You can often tell where someone is from from text alone! There are plenty of idiosyncrasies even in how different English speaking countries use the language.
Like, what do you mean? Are there, like, particular mannerisms that people from some regions that are hella unique to those regions?
All my Indian colleagues say "I agree with the same", this "the same" turn of phrase was so strange to me I had to ask (I'm French, so I have my own silly quirks, like I forget non-vocal plural(s<-- see, often I don't write that s)). They told me it was like that in Hindi so they just reproduce the pattern and it's grammatically acceptable.

For French people like me, false friends are immediately noticeable: for instance, "actually" to mean "now" instead of "in fact".

>like I forget non-vocal plural(s<-- see, often I don't write that s)).

c'est infernal. infernal

I say old chap, what colour are your mummy’s wellies?
Clever!
You betcha!
Ah stop
Pre-nerf the 4o voice model had a wide range of expressivity, and it would match affect (still tries to do this) and idiolect of listeners if asked. Nowadays there's a list of accents that are considered "hate-ish" and a list that aren't.

I will elide the rant inside me that west coast 20 somethings get to decide if speaking in a certain accent is racist or "bad". But it's a heartfelt rant.

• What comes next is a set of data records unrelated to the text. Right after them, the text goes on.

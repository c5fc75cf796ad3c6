//! Purchase domain models.

use std::fmt;

use chrono::{DateTime, Utc};

use crate::{model::purchase::PurchaseDto, server::error::AppError};

/// Redemption status of a purchased certificate.
#[derive(Debug, Clone, Copy, PartialEq, Eq)]
pub enum PurchaseStatus {
    Active,
    Expired,
}

impl PurchaseStatus {
    pub fn as_str(self) -> &'static str {
        match self {
            PurchaseStatus::Active => entity::purchase::STATUS_ACTIVE,
            PurchaseStatus::Expired => entity::purchase::STATUS_EXPIRED,
        }
    }

    /// Parses the stored column value.
    pub fn from_stored(value: &str) -> Option<Self> {
        match value {
            entity::purchase::STATUS_ACTIVE => Some(PurchaseStatus::Active),
            entity::purchase::STATUS_EXPIRED => Some(PurchaseStatus::Expired),
            _ => None,
        }
    }
}

impl fmt::Display for PurchaseStatus {
    fn fmt(&self, f: &mut fmt::Formatter<'_>) -> fmt::Result {
        f.write_str(self.as_str())
    }
}

/// Validity window of one certificate bought within an order.
#[derive(Debug, Clone, PartialEq)]
pub struct Purchase {
    pub id: i32,
    pub user_id: i32,
    pub gift_certificate_id: i32,
    pub order_id: i32,
    pub start_date: DateTime<Utc>,
    pub end_date: DateTime<Utc>,
    pub status: PurchaseStatus,
}

impl Purchase {
    /// Converts an entity model to a purchase domain model at the repository boundary.
    ///
    /// # Returns
    /// - `Ok(Purchase)` - Converted purchase
    /// - `Err(AppError::InternalError)` - Stored status is not a known value
    pub fn from_entity(entity: entity::purchase::Model) -> Result<Self, AppError> {
        let status = PurchaseStatus::from_stored(&entity.status).ok_or_else(|| {
            AppError::InternalError(format!(
                "Purchase {} has unknown status '{}'",
                entity.id, entity.status
            ))
        })?;

        Ok(Self {
            id: entity.id,
            user_id: entity.user_id,
            gift_certificate_id: entity.gift_certificate_id,
            order_id: entity.order_id,
            start_date: entity.start_date,
            end_date: entity.end_date,
            status,
        })
    }

    pub fn into_dto(self) -> PurchaseDto {
        PurchaseDto {
            id: self.id,
            user_id: self.user_id,
            gift_certificate_id: self.gift_certificate_id,
            order_id: self.order_id,
            start_date: self.start_date,
            end_date: self.end_date,
            status: self.status.to_string(),
        }
    }
}
//! Kewit onboarding core — sign-up flow for a local-live-music app.

pub mod backend;
pub mod config;
pub mod error;
pub mod nav;
pub mod onboarding;
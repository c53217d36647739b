//! Account finalization — the two-phase credential-then-profile write.
//!
//! This is a manual saga with no automatic compensation: the credential
//! write, the session check, and the profile write happen in order, each
//! failure aborting the rest. The phases are modeled explicitly so the
//! orphaned-credential states (credential without session, credential
//! without profile) are first-class and testable rather than buried in
//! error-handling nesting.

use std::sync::Arc;

use secrecy::ExposeSecret;
use tokio::sync::{Mutex, RwLock};
use tracing::{error, info, warn};

use crate::backend::{AuthBackend, NewCredential, NewProfile};
use crate::error::SignupError;
use crate::nav::Route;
use crate::onboarding::record::{OnboardingRecord, Role};
use crate::onboarding::validate::{
    validate_email, validate_handle, validate_name, validate_password,
};

/// What finalization failed on, kept on the `Failed` phase.
#[derive(Debug, Clone, Copy, PartialEq, Eq)]
pub enum FailureKind {
    /// The provider refused the credential; nothing was created.
    Credential,
    /// The credential exists but no usable session followed.
    Session,
    /// The credential exists but the profile row was not written.
    ProfileWrite,
}

/// Progress of a finalization attempt.
#[derive(Debug, Clone, Copy, PartialEq, Eq)]
pub enum SignupPhase {
    NotStarted,
    CredentialCreated,
    SessionConfirmed,
    ProfileWritten,
    Failed(FailureKind),
}

/// Runs account finalization for a fully validated record.
///
/// At most one attempt is in flight at a time; a second call while the
/// first is still running is rejected, not queued.
pub struct SignupFlow {
    backend: Arc<dyn AuthBackend>,
    phase: RwLock<SignupPhase>,
    in_flight: Mutex<()>,
}

impl SignupFlow {
    pub fn new(backend: Arc<dyn AuthBackend>) -> Self {
        Self {
            backend,
            phase: RwLock::new(SignupPhase::NotStarted),
            in_flight: Mutex::new(()),
        }
    }

    /// The phase the most recent attempt reached.
    pub async fn phase(&self) -> SignupPhase {
        *self.phase.read().await
    }

    /// Submit the assembled record and route by role on success.
    ///
    /// No automatic retry: every failure is surfaced so the user can
    /// re-attempt the gesture, and the error variant tells them whether a
    /// credential already exists.
    pub async fn finalize(&self, record: &OnboardingRecord) -> Result<Route, SignupError> {
        let _guard = self
            .in_flight
            .try_lock()
            .map_err(|_| SignupError::AlreadyInFlight)?;

        let role = ensure_ready(record)?;
        *self.phase.write().await = SignupPhase::NotStarted;

        // Step 1: create the credential. Terminal on failure — nothing
        // was created.
        let credential = NewCredential {
            email: record.email.clone(),
            password: record.password.clone(),
            full_name: record.name.clone(),
            role,
        };
        let user_id = match self.backend.create_credential(&credential).await {
            Ok(id) => id,
            Err(e) => {
                *self.phase.write().await = SignupPhase::Failed(FailureKind::Credential);
                warn!(error = %e, "Credential creation failed");
                return Err(SignupError::Credential(e.to_string()));
            }
        };
        *self.phase.write().await = SignupPhase::CredentialCreated;

        // Step 2: the provider may create the credential without an
        // immediately usable session.
        match self.backend.get_session().await {
            Ok(Some(_)) => {
                *self.phase.write().await = SignupPhase::SessionConfirmed;
            }
            Ok(None) => {
                *self.phase.write().await = SignupPhase::Failed(FailureKind::Session);
                warn!(%user_id, "Credential created but no session established");
                return Err(SignupError::SessionNotEstablished);
            }
            Err(e) => {
                *self.phase.write().await = SignupPhase::Failed(FailureKind::Session);
                warn!(%user_id, error = %e, "Session check failed after credential creation");
                return Err(SignupError::SessionCheck(e.to_string()));
            }
        }

        // Step 3: profile row keyed by the new user id. A failure here
        // leaves an orphaned credential — reported as its own kind so
        // recovery (retry under the existing credential) is not confused
        // with a step-1 failure.
        let profile = NewProfile {
            id: user_id,
            full_name: record.name.clone(),
            handle: record.handle.clone(),
            display_name: record.name.clone(),
            role,
            artist_name: None,
            genre_tags: None,
            location_tags: None,
            profile_completed: role == Role::Listener,
        };
        if let Err(e) = self.backend.insert_profile(&profile).await {
            *self.phase.write().await = SignupPhase::Failed(FailureKind::ProfileWrite);
            error!(%user_id, error = %e, "Profile write failed; credential is orphaned");
            return Err(SignupError::ProfileWrite {
                user_id,
                message: e.to_string(),
            });
        }
        *self.phase.write().await = SignupPhase::ProfileWritten;

        // Step 4: branch by role.
        let route = match role {
            Role::Performer => Route::CompleteProfile,
            Role::Listener => Route::Tabs,
        };
        info!(%user_id, %role, destination = %route, "Account created");
        Ok(route)
    }
}

/// The record must never reach the backend unless every required field
/// satisfies its validator.
fn ensure_ready(record: &OnboardingRecord) -> Result<Role, SignupError> {
    let role = record.role.ok_or(SignupError::MissingRole)?;
    validate_name(&record.name)?;
    validate_handle(&record.handle)?;
    validate_email(&record.email)?;
    validate_password(record.password.expose_secret())?;
    Ok(role)
}

#[cfg(test)]
mod tests {
    use super::*;

    use secrecy::SecretString;

    fn valid_record(role: Role) -> OnboardingRecord {
        OnboardingRecord {
            role: Some(role),
            name: "Ana".to_string(),
            handle: "ana_b".to_string(),
            email: "ana@x.com".to_string(),
            password: SecretString::from("secret1"),
        }
    }

    #[test]
    fn readiness_requires_role() {
        let record = OnboardingRecord {
            role: None,
            ..valid_record(Role::Listener)
        };
        assert!(matches!(
            ensure_ready(&record),
            Err(SignupError::MissingRole)
        ));
    }

    #[test]
    fn readiness_requires_every_validator() {
        let mut record = valid_record(Role::Listener);
        record.password = SecretString::from("abc12");
        assert!(matches!(
            ensure_ready(&record),
            Err(SignupError::Incomplete(_))
        ));

        let mut record = valid_record(Role::Listener);
        record.email = "not-an-email".to_string();
        assert!(matches!(
            ensure_ready(&record),
            Err(SignupError::Incomplete(_))
        ));
    }

    #[test]
    fn readiness_passes_for_complete_record() {
        assert!(matches!(
            ensure_ready(&valid_record(Role::Performer)),
            Ok(Role::Performer)
        ));
    }
}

There are subtle differences in language where two groups can be speaking English and one is having a completely different conversation without saying much.
This is quite the reason my wife evolved into my ex-wife.
If it did, it responded based on the accent it picked up on not race, because race and accent are orthogonal, correlation does not imply causation.
Are denying that race and accent are highly correlated?
No, I'm saying that it is more meaningful to use what is directly derived rather than what is an indirect assumption. There is already issues with people erroneously considering whatever LLMs output as truth, the last thing anyone needs is an LLM claiming someone like Idris Elba is a white Briton because of his accent. We don't need automated phrenology machines, and that's what "determined your race from your voice" is pretty close to.